------ Available records

use crate::error::SubreviewError;

use std::fmt;
use std::str::FromStr;

#[derive(Debug, Clone, Copy, PartialEq, Eq)]
pub enum Key {
    Space,
    Char(char),
    Left,
    Right,
    Up,
    Down,
    Esc,
}

#[derive(Debug, Clone, Copy, PartialEq, Eq)]
pub enum Focus {
    Player,
    /// A text field has focus, so keystrokes belong to it.
    TextField,
}

#[derive(Debug, Clone, Copy, PartialEq, Eq)]
pub enum Action {
    PlayPause,
    ReplayLine,
    SaveDialogue,
    AddNote,
    ToggleRecording,
    ToggleSubtitlePanel,
    ToggleNotesDrawer,
    SkipBack,
    SkipForward,
    VolumeUp,
    VolumeDown,
    ToggleFullscreen,
    ShowShortcuts,
    Dismiss,
}

/// Key labels and descriptions, in the order the help screen lists them.
pub const SHORTCUTS: &[(&str, &str)] = &[
    ("Space", "Play / Pause"),
    ("R", "Replay last line"),
    ("S", "Save current subtitle"),
    ("N", "Add note to current line"),
    ("M", "Start / Stop recording"),
    ("T", "Toggle subtitle panel"),
    ("D", "Toggle notes drawer"),
    ("←", "Skip back 5 seconds"),
    ("→", "Skip forward 5 seconds"),
    ("↑ / ↓", "Volume up / down"),
    ("F", "Fullscreen"),
    ("?", "Show shortcuts"),
    ("Esc", "Close dialogs"),
];

pub fn dispatch(key: Key, focus: Focus) -> Option<Action> {
    if focus == Focus::TextField {
        return None;
    }
    let action = match key {
        Key::Space => Action::PlayPause,
        Key::Left => Action::SkipBack,
        Key::Right => Action::SkipForward,
        Key::Up => Action::VolumeUp,
        Key::Down => Action::VolumeDown,
        Key::Esc => Action::Dismiss,
        Key::Char(c) => match c.to_ascii_lowercase() {
            ' ' => Action::PlayPause,
            'r' => Action::ReplayLine,
            's' => Action::SaveDialogue,
            'n' => Action::AddNote,
            'm' => Action::ToggleRecording,
            't' => Action::ToggleSubtitlePanel,
            'd' => Action::ToggleNotesDrawer,
            'f' => Action::ToggleFullscreen,
            '?' => Action::ShowShortcuts,
            _ => return None,
        },
    };
    Some(action)
}

impl FromStr for Key {
    type Err = SubreviewError;

    fn from_str(s: &str) -> Result<Self, Self::Err> {
        let key = match s.to_ascii_lowercase().as_str() {
            "space" => Key::Space,
            "esc" | "escape" => Key::Esc,
            "left" => Key::Left,
            "right" => Key::Right,
            "up" => Key::Up,
            "down" => Key::Down,
            _ => {
                let mut chars = s.chars();
                match (chars.next(), chars.next()) {
                    (Some(c), None) => Key::Char(c),
                    _ => {
                        return Err(SubreviewError::ParseError(format!(
                            "Unknown key '{}'",
                            s
                        )))
                    }
                }
            }
        };
        Ok(key)
    }
}

impl fmt::Display for Key {
    fn fmt(&self, fmt: &mut fmt::Formatter) -> fmt::Result {
        match self {
            Key::Space => write!(fmt, "Space"),
            Key::Char(c) => write!(fmt, "{}", c.to_ascii_uppercase()),
            Key::Left => write!(fmt, "←"),
            Key::Right => write!(fmt, "→"),
            Key::Up => write!(fmt, "↑"),
            Key::Down => write!(fmt, "↓"),
            Key::Esc => write!(fmt, "Esc"),
        }
    }
}
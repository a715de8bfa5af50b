use crate::error::{Result, SubreviewError};
use crate::keys::{self, Focus, Key};
use crate::parser;
use crate::session::Session;

use log::{debug, warn};

#[derive(Debug, Clone, PartialEq)]
pub enum Step {
    Press(Key),
    Wait(f64),
    Seek(f64),
    Click(usize),
    Delete(String),
    Note(String),
    EditNote { id: String, content: String },
    JumpToSaved(String),
}

/// Parses a whitespace separated script. Double quotes group words into a
/// single step, as in `n="check the tone"`.
pub fn parse(script: &str) -> Result<Vec<Step>> {
    tokens(script)?.iter().map(|t| parse_step(t)).collect()
}

fn tokens(script: &str) -> Result<Vec<String>> {
    let mut tokens = Vec::new();
    let mut current = String::new();
    let mut quoted = false;
    for c in script.chars() {
        match c {
            '"' => quoted = !quoted,
            c if c.is_whitespace() && !quoted => {
                if !current.is_empty() {
                    tokens.push(std::mem::take(&mut current));
                }
            }
            c => current.push(c),
        }
    }
    if quoted {
        return Err(SubreviewError::ParseError(
            "Unterminated quote in script".to_string(),
        ));
    }
    if !current.is_empty() {
        tokens.push(current);
    }
    Ok(tokens)
}

fn parse_step(token: &str) -> Result<Step> {
    if let Some(content) = token.strip_prefix("n=") {
        return Ok(Step::Note(content.to_string()));
    }
    if let Some(rest) = token.strip_prefix("e:") {
        return match rest.split_once('=') {
            Some((id, content)) if !id.is_empty() => Ok(Step::EditNote {
                id: id.to_string(),
                content: content.to_string(),
            }),
            _ => Err(SubreviewError::ParseError(format!(
                "Expected e:NOTE_ID=TEXT, got '{}'",
                token
            ))),
        };
    }
    // A lone sign character is a key, not an empty argument.
    if token.len() > 1 {
        if let Some(rest) = token.strip_prefix('+') {
            return Ok(Step::Wait(parser::parse_time(rest)?));
        }
        if let Some(rest) = token.strip_prefix('@') {
            return Ok(Step::Seek(parser::parse_time(rest)?));
        }
        if let Some(rest) = token.strip_prefix('#') {
            let line: usize = rest.parse().map_err(|_| {
                SubreviewError::ParseError(format!("Invalid line number '{}'", rest))
            })?;
            if line == 0 {
                return Err(SubreviewError::ParseError(
                    "Line numbers start at 1".to_string(),
                ));
            }
            return Ok(Step::Click(line - 1));
        }
        if let Some(rest) = token.strip_prefix('!') {
            return Ok(Step::Delete(rest.to_string()));
        }
        if let Some(rest) = token.strip_prefix('^') {
            return Ok(Step::JumpToSaved(rest.to_string()));
        }
    }
    Ok(Step::Press(token.parse()?))
}

pub fn run(session: &mut Session, steps: &[Step]) -> Result<()> {
    for step in steps {
        debug!("Script step {:?}", step);
        match step {
            Step::Press(key) => match keys::dispatch(*key, Focus::Player) {
                Some(action) => session.apply(action)?,
                None => warn!("Key {} is not bound to anything", key),
            },
            Step::Wait(seconds) => session.tick(*seconds),
            Step::Seek(time) => {
                session.seek(*time);
            }
            Step::Click(line) => session.jump_to_line(*line)?,
            Step::Delete(id) if id.starts_with("rec-") => {
                session.delete_recording(id)?;
            }
            Step::Delete(id) => {
                session.delete_saved(id)?;
            }
            Step::Note(content) => {
                session.add_note(content.as_str())?;
            }
            Step::EditNote { id, content } => session.edit_note(id, content.as_str())?,
            Step::JumpToSaved(id) => session.jump_to_saved(id)?,
        }
    }
    Ok(())
}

------------

What the task requires:
Copy out all lines of the material above in which "PlayPause" occurs.

Solution for this task:
    PlayPause,
        Key::Space => Action::PlayPause,
            ' ' => Action::PlayPause,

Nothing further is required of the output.